La Dr.ssa Alba Sunshine Bettoschi Ratti è una neuropsichiatra infantile della Fondazione Roma Litorale. E’ un medico chirurgo, specializzata in neuropsichiatria Infantile, psicoterapeuta, omeopata, CTU.

Responsabile dei Servizi Ambulatoriali e Domiciliari dell’Età Evolutiva presso Fondazione Roma alitorale, è stata per alcuni anni Direttore Sanitario di un Servizio Diurno per adolescenti in doppia diagnosi, ha tenuto corsi di formazione per docenti delle scuole di ogni ordine e grado, docente per l’AIED e medico responsabile presso il servizio materno-infantile della Casa Circondariale di Rebibbia, è Consulente Tecnico d’Ufficio presso il Tribunale di Roma. Si occupa di Disturbi del Neurosviluppo in età evolutiva con particolare riguardo per i Disturbi Specifici dell’Apprendimento, i disturbi dello Spettro Autistico e i Disturbi dell’umore e della condotta in adolescenti e giovani adulti.

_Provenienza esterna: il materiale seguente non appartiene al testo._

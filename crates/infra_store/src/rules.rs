//! In-memory business rule store
//!
//! Rules live in a single ordered list; `list_applicable_rules` returns
//! category matches in the order rules were first saved, which is the
//! evaluation order the rules engine promises. Callers that mutate rules
//! must invalidate the engine's cache for the touched category so the edit
//! is visible before the cache TTL elapses.

use async_trait::async_trait;
use tokio::sync::RwLock;
use tracing::debug;

use core_kernel::{PortError, RuleId};
use domain_rules::{BusinessRule, RuleCategory, RuleStatus, RuleStore};

/// In-memory implementation of [`RuleStore`] with write operations
#[derive(Default)]
pub struct InMemoryRuleStore {
    rules: RwLock<Vec<BusinessRule>>,
}

impl InMemoryRuleStore {
    pub fn new() -> Self {
        Self::default()
    }

    /// Inserts a rule, or replaces it in place when the ID already exists
    ///
    /// Replacement keeps the rule's original position so evaluation order
    /// is stable across edits.
    pub async fn save_rule(&self, rule: BusinessRule) -> Result<(), PortError> {
        let mut rules = self.rules.write().await;
        match rules.iter_mut().find(|r| r.id == rule.id) {
            Some(existing) => {
                debug!(rule_id = %rule.id, name = %rule.name, "rule replaced");
                *existing = rule;
            }
            None => {
                debug!(rule_id = %rule.id, name = %rule.name, "rule saved");
                rules.push(rule);
            }
        }
        Ok(())
    }

    pub async fn find_rule(&self, id: RuleId) -> Result<Option<BusinessRule>, PortError> {
        Ok(self.rules.read().await.iter().find(|r| r.id == id).cloned())
    }

    /// Removes a rule; missing IDs are a no-op
    pub async fn delete_rule(&self, id: RuleId) -> Result<(), PortError> {
        self.rules.write().await.retain(|r| r.id != id);
        Ok(())
    }

    /// All rules in storage order, regardless of category or status
    pub async fn list_rules(&self) -> Result<Vec<BusinessRule>, PortError> {
        Ok(self.rules.read().await.clone())
    }
}

#[async_trait]
impl RuleStore for InMemoryRuleStore {
    async fn list_applicable_rules(
        &self,
        category: RuleCategory,
        include_inactive: bool,
    ) -> Result<Vec<BusinessRule>, PortError> {
        let rules = self.rules.read().await;
        Ok(rules
            .iter()
            .filter(|r| r.category == category)
            .filter(|r| include_inactive || r.status == RuleStatus::Active)
            .cloned()
            .collect())
    }
}
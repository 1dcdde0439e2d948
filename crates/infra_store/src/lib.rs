//! Storage Adapters
//!
//! In-memory implementations of the domain storage ports:
//!
//! - [`InMemoryWorkflowStore`] - event streams, instance read models,
//!   snapshots, and metrics behind [`domain_workflow::WorkflowPersistence`]
//! - [`InMemoryRuleStore`] - business rules behind
//!   [`domain_rules::RuleStore`], preserving insertion order
//!
//! Both adapters are the production defaults for single-node deployments
//! and the backing stores used by the test suites. A database-backed
//! adapter would implement the same ports.

pub mod memory;
pub mod rules;

pub use memory::InMemoryWorkflowStore;
pub use rules::InMemoryRuleStore;
//! Integration tests for the workflow engine
//!
//! Wire the engine to real in-memory stores and a scripted integration
//! dispatcher, then drive authorization workflows end to end.

use std::collections::BTreeMap;
use std::sync::atomic::{AtomicUsize, Ordering};
use std::sync::Arc;

use async_trait::async_trait;
use chrono::{Duration, Utc};

use core_kernel::{OperationMetadata, PortError, RuleId, Value, WorkflowId};
use domain_rules::{
    ActionType, BusinessRule, ComparisonOperator, DataType, RuleAction, RuleCategory,
    RuleCondition, RuleStatus, RulesEngine,
};
use domain_workflow::{
    EventStore, IntegrationDispatch, WorkflowEngine, WorkflowEventKind, WorkflowInstance,
    WorkflowPersistence, WorkflowPriority, WorkflowStatus,
};
use infra_store::{InMemoryRuleStore, InMemoryWorkflowStore};

// ============================================================================
// Fixtures
// ============================================================================

fn meta() -> OperationMetadata {
    OperationMetadata::new("engine-tests")
}

fn rule(name: &str, category: RuleCategory, actions: Vec<RuleAction>) -> BusinessRule {
    BusinessRule {
        id: RuleId::new(),
        name: name.to_string(),
        description: None,
        category,
        priority: 10,
        status: RuleStatus::Active,
        effective_from: Utc::now() - Duration::days(1),
        effective_until: None,
        version: "1.0.0".to_string(),
        condition: RuleCondition::simple(
            "patient.age",
            ComparisonOperator::GreaterThanOrEqual,
            Value::Number(65.0),
            DataType::Number,
        ),
        actions,
        tags: vec![],
    }
}

/// Scripted dispatcher that records calls and returns a fixed payload
struct ScriptedDispatch {
    calls: AtomicUsize,
    response: serde_json::Value,
}

impl ScriptedDispatch {
    fn returning(response: serde_json::Value) -> Self {
        Self {
            calls: AtomicUsize::new(0),
            response,
        }
    }
}

#[async_trait]
impl IntegrationDispatch for ScriptedDispatch {
    async fn dispatch(
        &self,
        _integration: &str,
        _operation: &str,
        _payload: serde_json::Value,
        _metadata: &OperationMetadata,
    ) -> Result<serde_json::Value, PortError> {
        self.calls.fetch_add(1, Ordering::SeqCst);
        Ok(self.response.clone())
    }
}

/// Dispatcher that always fails, like an unreachable clearinghouse
struct FailingDispatch;

#[async_trait]
impl IntegrationDispatch for FailingDispatch {
    async fn dispatch(
        &self,
        _integration: &str,
        _operation: &str,
        _payload: serde_json::Value,
        _metadata: &OperationMetadata,
    ) -> Result<serde_json::Value, PortError> {
        Err(PortError::connection("connection refused"))
    }
}

struct Harness {
    persistence: Arc<InMemoryWorkflowStore>,
    rule_store: Arc<InMemoryRuleStore>,
    engine: WorkflowEngine<InMemoryWorkflowStore>,
}

fn harness(dispatch: Option<Arc<dyn IntegrationDispatch>>) -> Harness {
    let persistence = Arc::new(InMemoryWorkflowStore::new());
    let rule_store = Arc::new(InMemoryRuleStore::new());
    let rules = Arc::new(RulesEngine::new(
        Arc::clone(&rule_store) as Arc<dyn domain_rules::RuleStore>
    ));
    let store = EventStore::new(Arc::clone(&persistence));
    let mut engine = WorkflowEngine::new(store, rules);
    if let Some(dispatch) = dispatch {
        engine = engine.with_integrations(dispatch);
    }
    Harness {
        persistence,
        rule_store,
        engine,
    }
}

async fn start_senior_auth(engine: &WorkflowEngine<InMemoryWorkflowStore>) -> WorkflowId {
    let instance = engine
        .start_workflow(
            "prior-auth",
            "3",
            "authorization_request",
            "AUTH-500",
            WorkflowPriority::High,
            BTreeMap::from([("patient.age".to_string(), serde_json::json!(72))]),
            &meta(),
        )
        .await
        .unwrap();
    instance.id()
}

// ============================================================================
// Step execution
// ============================================================================

#[tokio::test]
async fn test_step_records_decision_per_category() {
    let h = harness(None);
    h.rule_store
        .save_rule(rule(
            "senior fast track",
            RuleCategory::Eligibility,
            vec![RuleAction::new(ActionType::Approve, 1)],
        ))
        .await
        .unwrap();

    let workflow_id = start_senior_auth(&h.engine).await;
    let outcome = h
        .engine
        .execute_step(
            workflow_id,
            "eligibility_check",
            &[RuleCategory::Eligibility, RuleCategory::FraudDetection],
            &meta(),
        )
        .await
        .unwrap();

    assert_eq!(outcome.status, WorkflowStatus::Running);
    assert_eq!(outcome.evaluations.len(), 2);
    assert!(outcome.evaluations[0].success);
    assert_eq!(outcome.evaluations[0].matched_rules.len(), 1);
    assert_eq!(
        outcome.evaluations[0].actions[0].action_type,
        ActionType::Approve
    );
    // No fraud rules configured; the evaluation still succeeds.
    assert!(outcome.evaluations[1].success);
    assert!(outcome.evaluations[1].matched_rules.is_empty());

    let history = h
        .engine
        .store()
        .history(workflow_id)
        .await
        .unwrap();
    let decisions: Vec<_> = history
        .iter()
        .filter(|e| matches!(e.kind, WorkflowEventKind::DecisionRecorded { .. }))
        .collect();
    assert_eq!(decisions.len(), 2);
}

#[tokio::test]
async fn test_integrate_action_feeds_response_into_variables() {
    let dispatch = Arc::new(ScriptedDispatch::returning(serde_json::json!({
        "eligible": true,
        "plan": "PPO-GOLD"
    })));
    let h = harness(Some(Arc::clone(&dispatch) as Arc<dyn IntegrationDispatch>));

    h.rule_store
        .save_rule(rule(
            "verify coverage externally",
            RuleCategory::Eligibility,
            vec![RuleAction::new(ActionType::Integrate, 1).with_parameters(serde_json::json!({
                "integration": "availity",
                "operation": "eligibility_check",
                "payload": { "member_id": "M-1" },
                "result_variable": "eligibility.response"
            }))],
        ))
        .await
        .unwrap();

    let workflow_id = start_senior_auth(&h.engine).await;
    let outcome = h
        .engine
        .execute_step(
            workflow_id,
            "eligibility_check",
            &[RuleCategory::Eligibility],
            &meta(),
        )
        .await
        .unwrap();

    assert_eq!(dispatch.calls.load(Ordering::SeqCst), 1);
    assert_eq!(outcome.integrations.len(), 1);
    assert!(outcome.integrations[0].success);
    assert_eq!(outcome.integrations[0].integration, "availity");

    let loaded = h.engine.store().load(workflow_id).await.unwrap();
    assert_eq!(
        loaded.variables().get("eligibility.response"),
        Some(&serde_json::json!({ "eligible": true, "plan": "PPO-GOLD" }))
    );

    let history = h.engine.store().history(workflow_id).await.unwrap();
    assert!(history.iter().any(|e| matches!(
        &e.kind,
        WorkflowEventKind::IntegrationCompleted { integration, success: true, .. }
            if integration == "availity"
    )));
}

#[tokio::test]
async fn test_failed_integration_recorded_without_aborting_step() {
    let h = harness(Some(Arc::new(FailingDispatch)));
    h.rule_store
        .save_rule(rule(
            "verify coverage externally",
            RuleCategory::Eligibility,
            vec![RuleAction::new(ActionType::Integrate, 1)
                .with_parameters(serde_json::json!({ "integration": "availity" }))],
        ))
        .await
        .unwrap();

    let workflow_id = start_senior_auth(&h.engine).await;
    let outcome = h
        .engine
        .execute_step(
            workflow_id,
            "eligibility_check",
            &[RuleCategory::Eligibility],
            &meta(),
        )
        .await
        .unwrap();

    assert_eq!(outcome.integrations.len(), 1);
    assert!(!outcome.integrations[0].success);
    assert_eq!(outcome.status, WorkflowStatus::Running);

    let history = h.engine.store().history(workflow_id).await.unwrap();
    assert!(history.iter().any(|e| matches!(
        &e.kind,
        WorkflowEventKind::IntegrationCompleted { success: false, .. }
    )));
}

#[tokio::test]
async fn test_integrate_without_dispatcher_is_recorded_failure() {
    let h = harness(None);
    h.rule_store
        .save_rule(rule(
            "verify coverage externally",
            RuleCategory::Eligibility,
            vec![RuleAction::new(ActionType::Integrate, 1)
                .with_parameters(serde_json::json!({ "integration": "availity" }))],
        ))
        .await
        .unwrap();

    let workflow_id = start_senior_auth(&h.engine).await;
    let outcome = h
        .engine
        .execute_step(
            workflow_id,
            "eligibility_check",
            &[RuleCategory::Eligibility],
            &meta(),
        )
        .await
        .unwrap();

    assert_eq!(outcome.integrations.len(), 1);
    assert!(!outcome.integrations[0].success);
}

// ============================================================================
// Lifecycle helpers
// ============================================================================

#[tokio::test]
async fn test_full_lifecycle_to_completion() {
    let h = harness(None);
    let workflow_id = start_senior_auth(&h.engine).await;

    h.engine.assign(workflow_id, "reviewer-1", &meta()).await.unwrap();
    h.engine
        .execute_step(workflow_id, "clinical_review", &[], &meta())
        .await
        .unwrap();
    let finished = h
        .engine
        .complete_workflow(workflow_id, Some("approved".to_string()), &meta())
        .await
        .unwrap();

    assert_eq!(finished.status(), WorkflowStatus::Completed);
    assert!(finished.finished_at().is_some());

    // Terminal instances reject further steps.
    let result = h
        .engine
        .execute_step(workflow_id, "another", &[], &meta())
        .await;
    assert!(result.is_err());
}

#[tokio::test]
async fn test_cancel_records_reason() {
    let h = harness(None);
    let workflow_id = start_senior_auth(&h.engine).await;

    let cancelled = h
        .engine
        .cancel_workflow(workflow_id, "member withdrew the request", &meta())
        .await
        .unwrap();
    assert_eq!(cancelled.status(), WorkflowStatus::Cancelled);

    let history = h.engine.store().history(workflow_id).await.unwrap();
    assert!(history.iter().any(|e| matches!(
        &e.kind,
        WorkflowEventKind::Cancelled { reason } if reason == "member withdrew the request"
    )));
}

#[tokio::test]
async fn test_terminal_commit_emits_duration_metric() {
    let h = harness(None);
    let workflow_id = start_senior_auth(&h.engine).await;
    h.engine
        .fail_workflow(workflow_id, "upstream denied", &meta())
        .await
        .unwrap();

    let metrics = h.persistence.metrics().await;
    let names: Vec<&str> = metrics.iter().map(|m| m.name.as_str()).collect();
    assert!(names.contains(&"duration_ms"));
    assert!(names.contains(&"event_count"));
}

// ============================================================================
// Write-race retry
// ============================================================================

/// Dispatcher that sabotages the first attempt by appending a rival event
/// to the stream between the engine's load and its commit
struct RacingDispatch {
    persistence: Arc<InMemoryWorkflowStore>,
    calls: AtomicUsize,
}

#[async_trait]
impl IntegrationDispatch for RacingDispatch {
    async fn dispatch(
        &self,
        _integration: &str,
        _operation: &str,
        _payload: serde_json::Value,
        _metadata: &OperationMetadata,
    ) -> Result<serde_json::Value, PortError> {
        if self.calls.fetch_add(1, Ordering::SeqCst) == 0 {
            // Replay the stream, apply a rival command, and commit it so
            // the engine's in-flight commit hits a version conflict.
            let events = self
                .persistence
                .find_events(&domain_workflow::EventFilter::default())
                .await?;
            let mut rival = WorkflowInstance::replay(&events)
                .map_err(|e| PortError::internal(e.to_string()))?;
            let expected = rival.version();
            rival
                .assign("rival-reviewer", &OperationMetadata::new("rival"))
                .map_err(|e| PortError::internal(e.to_string()))?;
            let rival_events = rival.take_events();
            self.persistence
                .append_events(rival.id(), &rival_events, expected, &rival)
                .await?;
        }
        Ok(serde_json::json!({ "eligible": true }))
    }
}

#[tokio::test]
async fn test_step_retries_after_losing_write_race() {
    let persistence = Arc::new(InMemoryWorkflowStore::new());
    let rule_store = Arc::new(InMemoryRuleStore::new());
    let rules = Arc::new(RulesEngine::new(
        Arc::clone(&rule_store) as Arc<dyn domain_rules::RuleStore>
    ));
    let dispatch = Arc::new(RacingDispatch {
        persistence: Arc::clone(&persistence),
        calls: AtomicUsize::new(0),
    });
    let engine = WorkflowEngine::new(EventStore::new(Arc::clone(&persistence)), rules)
        .with_integrations(Arc::clone(&dispatch) as Arc<dyn IntegrationDispatch>);

    rule_store
        .save_rule(rule(
            "verify coverage externally",
            RuleCategory::Eligibility,
            vec![RuleAction::new(ActionType::Integrate, 1)
                .with_parameters(serde_json::json!({ "integration": "availity" }))],
        ))
        .await
        .unwrap();

    let workflow_id = start_senior_auth(&engine).await;
    let outcome = engine
        .execute_step(
            workflow_id,
            "eligibility_check",
            &[RuleCategory::Eligibility],
            &meta(),
        )
        .await
        .unwrap();

    // First attempt lost the race; the retry re-ran the step.
    assert_eq!(dispatch.calls.load(Ordering::SeqCst), 2);
    assert!(outcome.integrations[0].success);

    // The rival's write survived alongside the retried step.
    let loaded = engine.store().load(workflow_id).await.unwrap();
    assert_eq!(loaded.assigned_to(), Some("rival-reviewer"));
    assert_eq!(loaded.status(), WorkflowStatus::Running);
}
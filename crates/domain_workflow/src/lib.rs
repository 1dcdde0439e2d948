//! Workflow Domain
//!
//! Event-sourced workflow orchestration for authorization requests, claims,
//! and appeals. The aggregate is a pure in-memory state machine; the event
//! store persists its events with optimistic concurrency; the engine wires
//! rule evaluation and integration dispatch into workflow steps.
//!
//! # Lifecycle
//!
//! ```text
//! Pending -> Running -> { Completed | Failed | Cancelled }
//! ```
//!
//! `Running` transitions to itself as steps complete. Terminal states have
//! no outgoing transitions; instances are retained forever for audit.
//!
//! # Consistency
//!
//! A single workflow instance is updated via strictly serialized event
//! appends guarded by an expected-version check. Different instances are
//! fully independent.

pub mod analytics;
pub mod engine;
pub mod error;
pub mod events;
pub mod instance;
pub mod ports;
pub mod store;

pub use analytics::WorkflowAnalytics;
pub use engine::{IntegrationDispatch, IntegrationOutcome, StepOutcome, WorkflowEngine};
pub use error::WorkflowError;
pub use events::{WorkflowEvent, WorkflowEventKind};
pub use instance::{WorkflowInstance, WorkflowPriority, WorkflowStatus};
pub use ports::{
    EventFilter, InstanceFilter, WorkflowMetric, WorkflowPersistence, WorkflowSnapshot,
};
pub use store::EventStore;
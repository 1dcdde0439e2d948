//! Strongly-typed identifiers for domain entities
//!
//! Using newtype wrappers around UUIDs provides type safety and prevents
//! accidental mixing of different identifier types.

use serde::{Deserialize, Serialize};
use std::fmt;
use std::str::FromStr;
use uuid::Uuid;

macro_rules! define_id {
    ($name:ident, $prefix:literal) => {
        #[derive(Debug, Clone, Copy, PartialEq, Eq, Hash, Serialize, Deserialize)]
        #[serde(transparent)]
        pub struct $name(Uuid);

        impl $name {
            /// Creates a new random identifier
            pub fn new() -> Self {
                Self(Uuid::new_v4())
            }

            /// Creates a new time-ordered identifier (v7)
            pub fn new_v7() -> Self {
                Self(Uuid::now_v7())
            }

            /// Creates from an existing UUID
            pub fn from_uuid(uuid: Uuid) -> Self {
                Self(uuid)
            }

            /// Returns the underlying UUID
            pub fn as_uuid(&self) -> &Uuid {
                &self.0
            }

            /// Returns the identifier prefix for display
            pub fn prefix() -> &'static str {
                $prefix
            }
        }

        impl Default for $name {
            fn default() -> Self {
                Self::new()
            }
        }

        impl fmt::Display for $name {
            fn fmt(&self, f: &mut fmt::Formatter<'_>) -> fmt::Result {
                write!(f, "{}-{}", $prefix, self.0)
            }
        }

        impl FromStr for $name {
            type Err = uuid::Error;

            fn from_str(s: &str) -> Result<Self, Self::Err> {
                // Strip prefix if present
                let uuid_str = s.strip_prefix(concat!($prefix, "-")).unwrap_or(s);
                Ok(Self(Uuid::parse_str(uuid_str)?))
            }
        }

        impl From<Uuid> for $name {
            fn from(uuid: Uuid) -> Self {
                Self(uuid)
            }
        }

        impl From<$name> for Uuid {
            fn from(id: $name) -> Uuid {
                id.0
            }
        }
    };
}

// Workflow domain identifiers
define_id!(WorkflowId, "WF");
define_id!(EventId, "EVT");

// Rules domain identifiers
define_id!(RuleId, "RULE");

// Integration domain identifiers
define_id!(MessageId, "MSG");
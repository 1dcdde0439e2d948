//! Workflow domain events
//!
//! Events are the only way a workflow instance changes. Each carries the
//! metadata needed for auditing: who acted, which request chain caused it,
//! and its position (`version`) in the instance's log.
//!
//! # Invariant
//!
//! For a given workflow, versions form a contiguous, gap-free, strictly
//! increasing sequence starting at 0. The event store enforces this via the
//! expected-version check on append.

use chrono::{DateTime, Utc};
use serde::{Deserialize, Serialize};
use std::collections::BTreeMap;

use core_kernel::{EventId, OperationMetadata, WorkflowId};
use domain_rules::{ActionType, RuleCategory};

use crate::instance::WorkflowPriority;

/// Typed payload of a workflow event
#[derive(Debug, Clone, PartialEq, Serialize, Deserialize)]
#[serde(tag = "event_type", rename_all = "snake_case")]
pub enum WorkflowEventKind {
    /// A new workflow instance was started
    Started {
        definition_id: String,
        definition_version: String,
        entity_type: String,
        entity_id: String,
        priority: WorkflowPriority,
        #[serde(default)]
        variables: BTreeMap<String, serde_json::Value>,
    },

    /// The instance was assigned to a user or queue
    Assigned { assignee: String },

    /// The instance moved to the named step
    StepAdvanced {
        from: Option<String>,
        to: String,
    },

    /// Working variables were updated
    VariablesSet {
        variables: BTreeMap<String, serde_json::Value>,
    },

    /// A rule set evaluation produced a decision
    DecisionRecorded {
        category: RuleCategory,
        action: Option<ActionType>,
        confidence: f64,
        recommendation: String,
    },

    /// An integration call finished and its outcome was captured
    IntegrationCompleted {
        integration: String,
        success: bool,
        summary: serde_json::Value,
    },

    /// The workflow finished successfully
    Completed { outcome: Option<String> },

    /// The workflow failed
    Failed { reason: String },

    /// The workflow was cancelled by an explicit request
    Cancelled { reason: String },
}

impl WorkflowEventKind {
    /// Stable name of the event type, for filtering and metrics
    pub fn type_name(&self) -> &'static str {
        match self {
            WorkflowEventKind::Started { .. } => "started",
            WorkflowEventKind::Assigned { .. } => "assigned",
            WorkflowEventKind::StepAdvanced { .. } => "step_advanced",
            WorkflowEventKind::VariablesSet { .. } => "variables_set",
            WorkflowEventKind::DecisionRecorded { .. } => "decision_recorded",
            WorkflowEventKind::IntegrationCompleted { .. } => "integration_completed",
            WorkflowEventKind::Completed { .. } => "completed",
            WorkflowEventKind::Failed { .. } => "failed",
            WorkflowEventKind::Cancelled { .. } => "cancelled",
        }
    }

    /// Whether this event closes the instance
    pub fn is_terminal(&self) -> bool {
        matches!(
            self,
            WorkflowEventKind::Completed { .. }
                | WorkflowEventKind::Failed { .. }
                | WorkflowEventKind::Cancelled { .. }
        )
    }
}

/// A persisted workflow event
#[derive(Debug, Clone, Serialize, Deserialize)]
pub struct WorkflowEvent {
    /// Unique event identifier (time-ordered)
    pub id: EventId,
    /// Owning workflow instance
    pub workflow_id: WorkflowId,
    /// Typed payload
    pub kind: WorkflowEventKind,
    /// System that produced the event
    pub source: String,
    /// Acting user, if any
    pub user_id: Option<String>,
    /// Ties a request chain together
    pub correlation_id: String,
    /// The event that caused this one, if any
    pub causation_id: Option<EventId>,
    /// Distributed trace identifier
    pub trace_id: String,
    /// Position in this instance's log, starting at 0
    pub version: u64,
    /// When the event was recorded
    pub recorded_at: DateTime<Utc>,
}

impl WorkflowEvent {
    /// Builds an event from a command's metadata
    pub fn new(
        workflow_id: WorkflowId,
        kind: WorkflowEventKind,
        version: u64,
        metadata: &OperationMetadata,
    ) -> Self {
        Self {
            id: EventId::new_v7(),
            workflow_id,
            kind,
            source: metadata.source_system.clone(),
            user_id: metadata.initiated_by.clone(),
            correlation_id: metadata.correlation_id.clone(),
            causation_id: metadata.causation_id,
            trace_id: metadata.trace_id.clone(),
            version,
            recorded_at: Utc::now(),
        }
    }
}

#[cfg(test)]
mod tests {
    use super::*;

    #[test]
    fn test_event_carries_command_metadata() {
        let cause = EventId::new();
        let meta = OperationMetadata::new("scheduler")
            .initiated_by("user-7")
            .caused_by(cause);
        let event = WorkflowEvent::new(
            WorkflowId::new(),
            WorkflowEventKind::Assigned {
                assignee: "queue-a".to_string(),
            },
            3,
            &meta,
        );

        assert_eq!(event.source, "scheduler");
        assert_eq!(event.user_id.as_deref(), Some("user-7"));
        assert_eq!(event.correlation_id, meta.correlation_id);
        assert_eq!(event.causation_id, Some(cause));
        assert_eq!(event.version, 3);
    }

    #[test]
    fn test_terminal_events() {
        assert!(WorkflowEventKind::Completed { outcome: None }.is_terminal());
        assert!(WorkflowEventKind::Failed {
            reason: "x".to_string()
        }
        .is_terminal());
        assert!(WorkflowEventKind::Cancelled {
            reason: "x".to_string()
        }
        .is_terminal());
        assert!(!WorkflowEventKind::Assigned {
            assignee: "a".to_string()
        }
        .is_terminal());
    }

    #[test]
    fn test_event_kind_serde_roundtrip() {
        let kind = WorkflowEventKind::DecisionRecorded {
            category: RuleCategory::Eligibility,
            action: Some(ActionType::Approve),
            confidence: 0.95,
            recommendation: "Approve the request automatically".to_string(),
        };
        let json = serde_json::to_string(&kind).unwrap();
        assert!(json.contains("\"event_type\":\"decision_recorded\""));
        let back: WorkflowEventKind = serde_json::from_str(&json).unwrap();
        assert_eq!(back, kind);
    }
}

Cos'è la neuropsichiatria infantile?

Il Neuropsichiatria Infantile (NPI) è un medico specialista che svolge attività di prevenzione, diagnosi, cura e riabilitazione per disturbi di natura neurologica, neuropsicologica, psicologica e psichiatrica del bambino e dell’adolescente.

Valuta lo sviluppo psicomotorio, cognitivo e linguistico dei minori  e laddove riscontri delle atipie si occupa di indicare eventuali percorsi clinico-riabilitativi per sostenere lo sviluppo del bambino. Collabora a tal proposito con Terapisti della Neuropsicomotricità dell’Età Evolutiva,  Logopedisti e Psicologi Infantili.

Si occupa in particolare di individuare precocemente quei sintomi clinici che possano far pensare a un  Disturbo del Neurosviluppo e in tal caso si avvale della collaborazione di un’equipe di professionisti specializzati che attraverso specifici percorsi valutativi possono aiutarlo ad escludere o confermare la presenza  di un  Disturbo di Linguaggio, di Apprendimento,  o di una Disabilità cognitiva o ancora di un Disturbo dello Spettro Autistico. E’ inoltre il medico che si occupa dei disturbi psicologici e psichiatrici dell’adolescenza e valuta o meno l’opportunità di un intervento farmacologico, laddove risulti necessario.